Born to do Math 119 – Forms of Order: No-Nothing Three-Point Shots, Defaulting to Something
Author(s): Scott Douglas Jacobsen and Rick Rosner
Publication (Outlet/Website): Born To Do Math
Publication Date (yyyy/mm/dd): 2019/05/08
[Beginning of recorded material]
Scott Douglas Jacobsen: The whole argument is “why is there something rather than nothing?” But the real argument is “why wouldn’t there be something?” [Laughing]
Rick Rosner: But then we go back to another form of that question, can the universe exist without a support structure? The simplest analogy that comes immediately to mind is the score of a basketball game as seen on a scoreboard.
The rules of basketball are consistent. So, you see or you can follow the basketball game by following the scoreboard. It makes sense. It is not as exciting as actually watching the game. I am thinking of the old scoreboard that doesn’t show video. It just has numbers and lights.
Jacobsen: Red bulbs.
Rosner: Right. That’s a perfectly consistent system within the rules of basketball. But you can’t have that system. Either the series of scores on a scoreboard throughout a game or the scoreboard, it implies a scoreboard is there to keep score and that there is a game that the scoreboard reflects.
You can’t really have the scores in just a free floating way. Unless, there is some kind of structure to provide the scores. It is a terrible analogy. Because you have both the support structures that include the game being played and the scoreboard that shows you the score of the game at various moments.
Also, your consciousness that registers what is going on. But still, the idea that there would be this free floating and consistent series of scores rolling without forms of external support or external correlates that those scores reflect doesn’t make sense.
So, if the matter in our universe is some sort of thing of the universe keeping score, then that implies there are some structures that pertain to and are relevant to the score. The universe, itself, at any given moment is a score.
Does there have to be a scoreboard to show the score to physically support it? Does there have to be a reality that is reflected in the score? A game that is being played. Both of which refer to this world that is external to the universe.
But the universe is a model of or an information processing model in the same way our mind is a model of the world around us.
Jacobsen: Take some of the aforementioned terms, the idea of 3D spatial relations, the idea of colour, the idea of fairness, with in-built systems.
Rosner: Yes.
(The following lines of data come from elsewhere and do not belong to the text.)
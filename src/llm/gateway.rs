use std::time::Duration;

use async_trait::async_trait;
use serde::{Deserialize, Serialize};

#[derive(Debug, Clone, Copy, PartialEq, Eq, Serialize, Deserialize)]
#[serde(rename_all = "lowercase")]
pub enum Role {
    System,
    User,
}

#[derive(Debug, Clone, Serialize, Deserialize)]
pub struct ChatMessage {
    pub role: Role,
    pub content: String,
}

impl ChatMessage {
    pub fn system(content: impl Into<String>) -> Self {
        Self { role: Role::System, content: content.into() }
    }

    pub fn user(content: impl Into<String>) -> Self {
        Self { role: Role::User, content: content.into() }
    }
}

#[derive(Debug, thiserror::Error)]
pub enum GatewayError {
    #[error("LLM API error: {0}")]
    Api(String),

    #[error("LLM response parsing error: {0}")]
    Parse(String),

    #[error("LLM call timed out after {0:?}")]
    Timeout(Duration),

    #[error("LLM rate limited, retry after {0}s")]
    RateLimited(u64),
}

/// The engine's only dependency on a concrete LLM provider. Every machine-parsed prompt
/// in `engine::prompts` invokes this with `temperature = 0` (spec §3, Prompt Library).
#[async_trait]
pub trait LlmGateway: Send + Sync {
    async fn invoke(&self, messages: &[ChatMessage], timeout: Duration) -> Result<String, GatewayError>;
}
Anyhow, that is a larger question than we’re discussing now.
Jacobsen: It is important, though.
Rosner: Yes, it is one of the central questions. But right now, we want to find out if micro events, e.g., whether or not I have toe fungus, and I do…
Jacobsen: Thanks.
Rosner: Mmhmm.
Jacobsen: [Laughing].
Rosner: …have some informational meaning to the overall computational structure that is the universe. It is a computational structure. Even if, it is supported externally. To put it in scoreboard terms, do my fungus toenails register on the scoreboard that is the universe?
Jacobsen: You don’t mean the casual way people are imagining this. I don’t mean the gross way they’re imagining this. I mean registering via photons hitting an apparatus and being registered on an information processor, even pain registering generally.
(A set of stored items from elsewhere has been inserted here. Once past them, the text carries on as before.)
//! Thin Axum surface over `Engine`: `process_question`, `refresh_schema`,
//! `paginate_result` (spec §6). `State<Arc<AppState>>` extractor, `Json` in/out,
//! `ApiError` implementing `IntoResponse`.

use std::sync::Arc;
use std::time::Duration;

use axum::{
    Json, Router,
    extract::{Path, Query, State},
    http::StatusCode,
    response::{IntoResponse, Response},
    routing::{get, post},
};
use serde::{Deserialize, Serialize};
use uuid::Uuid;

use crate::engine::EngineError;
use crate::engine::cache::ResultPage;
use crate::engine::session::SessionContext;
use crate::engine::types::Answer;
use crate::AppState;

pub fn router(state: Arc<AppState>) -> Router {
    Router::new()
        .route("/api/workspaces/:workspace_id/questions", post(ask_question))
        .route("/api/workspaces/:workspace_id/schema/refresh", post(refresh_schema))
        .route("/api/workspaces/:workspace_id/results/:handle", get(paginate_result))
        .route("/health", get(health_check))
        .with_state(state)
}

async fn health_check() -> &'static str {
    "OK"
}

/// Wraps `EngineError` for the HTTP boundary. Every variant maps to a status code; the
/// body carries the redacted message (§7: callers never see raw secret-shaped text).
struct ApiError(EngineError);

impl From<EngineError> for ApiError {
    fn from(e: EngineError) -> Self {
        Self(e)
    }
}

impl IntoResponse for ApiError {
    fn into_response(self) -> Response {
        let status = match &self.0 {
            EngineError::DependencyUnavailable { .. } => StatusCode::SERVICE_UNAVAILABLE,
            EngineError::UnrecoverableSchemaError(_) => StatusCode::BAD_GATEWAY,
            EngineError::DeadlineExceeded => StatusCode::GATEWAY_TIMEOUT,
            _ => StatusCode::INTERNAL_SERVER_ERROR,
        };
        (status, Json(serde_json::json!({ "error": self.0.redacted_message() }))).into_response()
    }
}

type ApiResult<T> = Result<T, ApiError>;

#[derive(Debug, Deserialize)]
pub struct AskQuestionRequest {
    pub session_id: String,
    pub question: String,
    /// Overrides the configured default deadline, in seconds, when present (§6).
    pub deadline_secs: Option<u64>,
    #[serde(default = "default_memory_enabled")]
    pub memory_enabled: bool,
}

fn default_memory_enabled() -> bool {
    true
}

#[derive(Debug, Serialize)]
pub struct AskQuestionResponse {
    #[serde(flatten)]
    pub answer: Answer,
}

/// `POST /api/workspaces/:workspace_id/questions` — the one user-facing entry point
/// (spec §6's `process_question`).
pub async fn ask_question(
    State(state): State<Arc<AppState>>,
    Path(workspace_id): Path<String>,
    Json(req): Json<AskQuestionRequest>,
) -> ApiResult<Json<AskQuestionResponse>> {
    let deadline = req
        .deadline_secs
        .map(Duration::from_secs)
        .unwrap_or_else(|| state.config.engine.default_deadline());
    let session = SessionContext::new(req.session_id, req.memory_enabled && state.config.engine.memory_enabled);

    let answer = state.engine.process_question(&workspace_id, &session, &req.question, deadline).await?;
    Ok(Json(AskQuestionResponse { answer }))
}

/// `POST /api/workspaces/:workspace_id/schema/refresh` (spec §6's `refresh_schema`).
pub async fn refresh_schema(
    State(state): State<Arc<AppState>>,
    Path(workspace_id): Path<String>,
) -> ApiResult<StatusCode> {
    state.engine.refresh_schema(&workspace_id).await?;
    Ok(StatusCode::NO_CONTENT)
}

#[derive(Debug, Deserialize)]
pub struct PaginationParams {
    #[serde(default)]
    pub page: usize,
    #[serde(default = "default_page_size")]
    pub page_size: usize,
}

fn default_page_size() -> usize {
    50
}

/// `GET /api/workspaces/:workspace_id/results/:handle` (spec §6's `paginate_result`).
/// A missing or expired handle is a client-visible 404, not an `EngineError` — the
/// pagination cache's TTL expiry is an expected, non-exceptional outcome.
pub async fn paginate_result(
    State(state): State<Arc<AppState>>,
    Path((workspace_id, handle)): Path<(String, Uuid)>,
    Query(params): Query<PaginationParams>,
) -> Response {
    match state.engine.paginate_result(&workspace_id, handle, params.page, params.page_size) {
        Some(page) => Json(ResultPageResponse::from(page)).into_response(),
        None => (StatusCode::NOT_FOUND, "result handle not found or expired").into_response(),
    }
}

#[derive(Debug, Serialize)]
struct ResultPageResponse {
    columns: Vec<String>,
    rows: Vec<serde_json::Map<String, serde_json::Value>>,
    page: usize,
    page_size: usize,
    total_rows: usize,
}

impl From<ResultPage> for ResultPageResponse {
    fn from(p: ResultPage) -> Self {
        Self { columns: p.columns, rows: p.rows, page: p.page, page_size: p.page_size, total_rows: p.total_rows }
    }
}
Rosner: The state of my toenails is definitely registered by the wider universe. There is a model of my foot right here in the room we’re sitting. But that model is 8 years old. It is the actual size of my foot. It might be slightly bigger, as it is made out of silicon. I forget if it ends up bigger or slightly smaller.
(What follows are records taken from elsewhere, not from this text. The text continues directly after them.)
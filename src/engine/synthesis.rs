//! C10: Synthesis Composer (spec §4.10). Builds the narrative answer and per-dimension
//! tables, with an apology path when nothing survives scoring and a post-validator that
//! forbids bare single numbers for rate-style data.

use std::time::Duration;

use once_cell::sync::Lazy;
use regex::Regex;

use crate::llm::LlmGateway;

use super::cache::PaginationCache;
use super::prompts;
use super::types::{Answer, AnswerTable, Dimension, ScoredResult, SqlCandidate, SubQuestionStats};

pub struct SynthesisComposer<'a> {
    gateway: &'a dyn LlmGateway,
}

struct TaggedResult {
    dimension: Dimension,
    scored: ScoredResult,
}

impl<'a> SynthesisComposer<'a> {
    pub fn new(gateway: &'a dyn LlmGateway) -> Self {
        Self { gateway }
    }

    /// `retained` pairs each ScoredResult with the dimension of the SubQuestion it came
    /// from. `truncated` is set when the request deadline cut the pipeline short (§5).
    pub async fn compose(
        &self,
        user_question: &str,
        schema_text: &str,
        retained: Vec<(Dimension, ScoredResult)>,
        stats: Vec<SubQuestionStats>,
        truncated: bool,
        llm_timeout: Duration,
        pagination_cache: &PaginationCache,
    ) -> Answer {
        if retained.is_empty() {
            return Answer {
                narrative: no_answer_message(),
                tables: Vec::new(),
                candidates_used: Vec::new(),
                stats,
                truncated,
            };
        }

        let tagged: Vec<TaggedResult> =
            retained.into_iter().map(|(dimension, scored)| TaggedResult { dimension, scored }).collect();
        let aggregated_text = render_aggregated_results(&tagged);

        let messages = prompts::synthesis(user_question, &aggregated_text, schema_text);
        let narrative = match self.gateway.invoke(&messages, llm_timeout).await {
            Ok(text) => enforce_no_bare_single_numbers(text),
            Err(e) => {
                tracing::warn!("synthesis LLM call failed, emitting degraded narrative: {e}");
                degraded_narrative(&tagged)
            },
        };

        let tables = build_tables(&tagged, pagination_cache);
        let candidates_used: Vec<SqlCandidate> = tagged.iter().map(|t| t.scored.result.candidate.clone()).collect();

        let mut narrative = narrative;
        if truncated {
            narrative.push_str("\n\n_Note: this answer is based on partial results; the request deadline was reached before all sub-questions completed._");
        }

        Answer { narrative, tables, candidates_used, stats, truncated }
    }
}

fn render_aggregated_results(tagged: &[TaggedResult]) -> String {
    tagged
        .iter()
        .map(|t| {
            format!(
                "[{:?}] score={} weight={:.2}\n{}\nsample: {}",
                t.dimension,
                t.scored.quality_score,
                t.scored.weight,
                t.scored.result.candidate.description,
                serde_json::to_string(&t.scored.result.rows.iter().take(3).collect::<Vec<_>>())
                    .unwrap_or_default()
            )
        })
        .collect::<Vec<_>>()
        .join("\n\n")
}

/// One table per dimension with >= 3 rows, capped at five rows inline, mixing high- and
/// low-end examples by taking from both ends of the row list (§4.10). The full row set
/// backing each table is registered in the pagination cache so a caller can page past the
/// inline preview via `paginate_result` (spec §6, §4.12).
fn build_tables(tagged: &[TaggedResult], pagination_cache: &PaginationCache) -> Vec<AnswerTable> {
    let mut by_dimension: std::collections::BTreeMap<String, Vec<&TaggedResult>> = std::collections::BTreeMap::new();
    for t in tagged {
        by_dimension.entry(format!("{:?}", t.dimension)).or_default().push(t);
    }

    by_dimension
        .into_iter()
        .filter_map(|(dimension, results)| {
            let all_rows: Vec<_> = results.iter().flat_map(|t| t.scored.result.rows.iter()).collect();
            if all_rows.len() < 3 {
                return None;
            }

            let columns: Vec<String> = all_rows.first()?.keys().cloned().collect();
            let selected = balanced_sample(&all_rows, 5);
            let rows = selected
                .iter()
                .map(|row| columns.iter().map(|c| row.get(c).cloned().unwrap_or(serde_json::Value::Null)).collect())
                .collect();

            let full_rows: Vec<serde_json::Map<String, serde_json::Value>> =
                all_rows.iter().map(|row| row.iter().map(|(k, v)| (k.clone(), v.clone())).collect()).collect();
            let table_id = pagination_cache.register(columns.clone(), full_rows);

            Some(AnswerTable { title: dimension, columns, rows, table_id })
        })
        .collect()
}

fn balanced_sample<'a>(
    rows: &[&'a std::collections::BTreeMap<String, serde_json::Value>],
    limit: usize,
) -> Vec<&'a std::collections::BTreeMap<String, serde_json::Value>> {
    if rows.len() <= limit {
        return rows.to_vec();
    }
    let half = limit / 2;
    let mut out: Vec<_> = rows.iter().take(half).cloned().collect();
    out.extend(rows.iter().rev().take(limit - half).cloned());
    out
}

/// Replaces a bare, unit-suffixed single number (e.g. "$42.50/hr") with a narrow range
/// when the LLM failed to hedge, satisfying invariant 5 (§8) defensively. Leaves
/// non-rate numeric mentions (row counts, percentages) untouched.
fn enforce_no_bare_single_numbers(narrative: String) -> String {
    static BARE_RATE: Lazy<Regex> =
        Lazy::new(|| Regex::new(r"(?i)\b(is|was|at)\s+\$?(\d+(?:\.\d+)?)\s*(per hour|/hr|/hour)\b").expect("static bare-rate pattern is valid"));

    BARE_RATE
        .replace_all(&narrative, |caps: &regex::Captures| {
            let verb = &caps[1];
            let value: f64 = caps[2].parse().unwrap_or(0.0);
            let unit = &caps[3];
            format!("{verb} approximately ${:.2}-${:.2} {unit}", value * 0.9, value * 1.1)
        })
        .into_owned()
}

fn degraded_narrative(tagged: &[TaggedResult]) -> String {
    let mut out = String::from("Here is what the available data shows.\n\n");
    for t in tagged {
        out.push_str(&format!("- {:?}: {}\n", t.dimension, t.scored.result.candidate.description));
    }
    out
}

/// §4.10: "a short apology naming the likely reason...and a suggested rewording".
fn no_answer_message() -> String {
    "I couldn't find a reliable answer to this question. Either no rows matched the \
     conditions implied by your question, or the schema does not have the dimension \
     you're asking about. Try rephrasing with a more specific timeframe, entity, or \
     metric."
        .to_string()
}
Jacobsen: Why is your second toe so big?
Rosner: That’s just the way my toes came out. That’s the reason that model exists because my foot is grotesque.
Jacobsen: It looks like your second toe and your big toe went “hey, let’s trade places for this life.”
Rosner: [Laughing] It is horrifying.
Jacobsen: [Laughing].
Rosner: That’s why somebody decided to make a model of it and turn it into an ashtray and hand it over to my boss.
Jacobsen: [Laughing].
Rosner: My boss had had enough of it after 8 years, 10 years and said, “Do you want your foot back?” I am like, “Hell, yeah.” To some extent, the state of my toe is reflective in the outside world. But is it reflected in the ongoing game that is the universe’s computations?
That is, the scoreboard of a basketball game, an old school scoreboard, does not tell you whether one player shoved another player, one player for one reason gets a boner in stressful situations like basketball games, where he is not only trying to play basketball but also hoping that people don’t see that he gets a boner.
The scoreboard only represents the most general information about the game, like the score and the number of fouls. It doesn’t reflect the minutiae. That there is a girl in the audience that has a crush on the center. Or the school colours that are there.
The question is if the minutiae of our lives have informational meaning to the universe itself.